Repeat the lines of the data that follow, please, starting at the first and stopping after the one with "impl fmt::Display for".

- [Exercise data]:
━━━━
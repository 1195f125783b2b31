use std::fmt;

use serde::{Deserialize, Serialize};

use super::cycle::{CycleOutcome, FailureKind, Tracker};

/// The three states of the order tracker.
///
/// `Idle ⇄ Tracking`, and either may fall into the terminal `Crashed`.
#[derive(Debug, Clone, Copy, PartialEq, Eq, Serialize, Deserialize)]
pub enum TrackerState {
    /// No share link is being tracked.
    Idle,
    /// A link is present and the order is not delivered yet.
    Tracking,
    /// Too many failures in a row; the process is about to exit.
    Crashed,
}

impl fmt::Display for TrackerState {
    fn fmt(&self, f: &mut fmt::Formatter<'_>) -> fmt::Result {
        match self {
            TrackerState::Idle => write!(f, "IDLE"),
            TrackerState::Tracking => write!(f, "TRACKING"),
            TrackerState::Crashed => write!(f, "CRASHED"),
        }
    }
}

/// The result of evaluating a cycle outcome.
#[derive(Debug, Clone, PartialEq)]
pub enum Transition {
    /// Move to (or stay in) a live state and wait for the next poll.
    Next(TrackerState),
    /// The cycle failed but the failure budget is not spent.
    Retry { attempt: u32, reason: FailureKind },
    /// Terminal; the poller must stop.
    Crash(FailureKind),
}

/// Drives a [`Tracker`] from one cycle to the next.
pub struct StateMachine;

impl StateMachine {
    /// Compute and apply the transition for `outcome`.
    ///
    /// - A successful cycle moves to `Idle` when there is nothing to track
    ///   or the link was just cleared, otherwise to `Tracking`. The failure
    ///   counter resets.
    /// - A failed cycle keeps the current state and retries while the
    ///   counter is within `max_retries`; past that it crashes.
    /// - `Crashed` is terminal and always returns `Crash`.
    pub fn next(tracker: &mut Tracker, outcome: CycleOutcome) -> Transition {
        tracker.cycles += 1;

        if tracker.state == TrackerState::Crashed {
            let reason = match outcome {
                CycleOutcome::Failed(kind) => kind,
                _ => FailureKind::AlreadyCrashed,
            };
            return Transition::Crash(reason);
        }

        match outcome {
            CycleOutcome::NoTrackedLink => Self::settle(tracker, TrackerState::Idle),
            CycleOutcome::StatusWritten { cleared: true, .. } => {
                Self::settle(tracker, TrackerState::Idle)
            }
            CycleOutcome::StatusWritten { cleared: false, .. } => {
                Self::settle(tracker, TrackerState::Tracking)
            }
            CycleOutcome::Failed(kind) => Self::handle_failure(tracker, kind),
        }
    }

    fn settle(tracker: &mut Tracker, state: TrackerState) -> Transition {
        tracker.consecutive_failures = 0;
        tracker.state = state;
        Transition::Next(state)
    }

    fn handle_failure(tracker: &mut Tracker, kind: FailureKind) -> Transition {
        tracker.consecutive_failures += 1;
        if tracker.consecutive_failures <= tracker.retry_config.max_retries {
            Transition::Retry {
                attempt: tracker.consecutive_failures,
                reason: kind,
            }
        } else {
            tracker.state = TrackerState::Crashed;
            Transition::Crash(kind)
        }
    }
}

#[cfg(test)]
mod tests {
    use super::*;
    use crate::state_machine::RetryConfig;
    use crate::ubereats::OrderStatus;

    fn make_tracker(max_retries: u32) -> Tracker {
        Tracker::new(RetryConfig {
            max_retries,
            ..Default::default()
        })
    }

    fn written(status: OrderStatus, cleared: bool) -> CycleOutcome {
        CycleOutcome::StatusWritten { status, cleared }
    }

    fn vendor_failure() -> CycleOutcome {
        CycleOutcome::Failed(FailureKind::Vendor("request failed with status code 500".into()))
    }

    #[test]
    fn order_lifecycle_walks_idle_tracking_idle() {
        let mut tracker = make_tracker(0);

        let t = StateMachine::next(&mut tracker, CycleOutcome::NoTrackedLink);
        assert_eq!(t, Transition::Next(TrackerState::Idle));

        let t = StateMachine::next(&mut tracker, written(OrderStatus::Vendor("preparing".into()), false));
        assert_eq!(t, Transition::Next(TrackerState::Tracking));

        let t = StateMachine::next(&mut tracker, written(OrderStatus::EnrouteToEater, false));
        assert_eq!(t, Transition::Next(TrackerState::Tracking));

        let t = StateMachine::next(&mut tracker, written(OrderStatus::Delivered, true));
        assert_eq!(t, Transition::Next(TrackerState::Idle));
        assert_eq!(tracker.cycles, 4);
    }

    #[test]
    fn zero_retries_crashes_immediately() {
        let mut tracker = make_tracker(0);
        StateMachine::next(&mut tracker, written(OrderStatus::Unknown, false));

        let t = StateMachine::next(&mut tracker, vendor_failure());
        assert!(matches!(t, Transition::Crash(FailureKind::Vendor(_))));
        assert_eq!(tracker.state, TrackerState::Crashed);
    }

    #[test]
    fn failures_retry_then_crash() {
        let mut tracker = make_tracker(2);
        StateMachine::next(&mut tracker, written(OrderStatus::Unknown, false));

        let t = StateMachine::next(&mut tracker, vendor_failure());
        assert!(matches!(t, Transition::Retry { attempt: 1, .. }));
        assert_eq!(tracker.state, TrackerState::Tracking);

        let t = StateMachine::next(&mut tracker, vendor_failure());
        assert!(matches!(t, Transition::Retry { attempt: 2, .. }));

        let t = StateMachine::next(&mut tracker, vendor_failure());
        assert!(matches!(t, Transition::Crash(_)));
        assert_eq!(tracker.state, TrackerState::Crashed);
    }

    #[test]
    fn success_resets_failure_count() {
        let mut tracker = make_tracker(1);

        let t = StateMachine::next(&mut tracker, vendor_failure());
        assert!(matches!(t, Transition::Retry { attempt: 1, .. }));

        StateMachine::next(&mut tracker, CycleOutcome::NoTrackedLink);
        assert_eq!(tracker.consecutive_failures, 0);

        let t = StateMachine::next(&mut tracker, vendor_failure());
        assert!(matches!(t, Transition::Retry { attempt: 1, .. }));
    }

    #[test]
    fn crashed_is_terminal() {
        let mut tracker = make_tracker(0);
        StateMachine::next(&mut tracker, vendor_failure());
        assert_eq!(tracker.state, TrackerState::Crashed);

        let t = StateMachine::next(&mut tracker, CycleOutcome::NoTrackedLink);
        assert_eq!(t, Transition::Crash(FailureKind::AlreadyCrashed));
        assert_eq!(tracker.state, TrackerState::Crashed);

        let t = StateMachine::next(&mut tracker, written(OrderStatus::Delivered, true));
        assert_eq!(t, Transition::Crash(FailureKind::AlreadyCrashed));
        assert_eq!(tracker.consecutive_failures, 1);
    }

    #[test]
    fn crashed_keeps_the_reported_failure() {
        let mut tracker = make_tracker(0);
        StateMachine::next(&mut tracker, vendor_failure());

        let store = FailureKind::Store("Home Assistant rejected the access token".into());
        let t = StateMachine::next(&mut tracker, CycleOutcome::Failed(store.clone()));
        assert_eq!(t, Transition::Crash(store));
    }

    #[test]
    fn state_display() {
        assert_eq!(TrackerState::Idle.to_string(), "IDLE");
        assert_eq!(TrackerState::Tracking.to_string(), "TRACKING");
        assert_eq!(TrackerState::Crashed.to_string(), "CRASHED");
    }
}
━━━━
- [Solved exercise]:
repository 1195f125783b2b31
use std::fmt;

use serde::{Deserialize, Serialize};

use super::cycle::{CycleOutcome, FailureKind, Tracker};

/// The three states of the order tracker.
///
/// `Idle ⇄ Tracking`, and either may fall into the terminal `Crashed`.
#[derive(Debug, Clone, Copy, PartialEq, Eq, Serialize, Deserialize)]
pub enum TrackerState {
    /// No share link is being tracked.
    Idle,
    /// A link is present and the order is not delivered yet.
    Tracking,
    /// Too many failures in a row; the process is about to exit.
    Crashed,
}

impl fmt::Display for TrackerState {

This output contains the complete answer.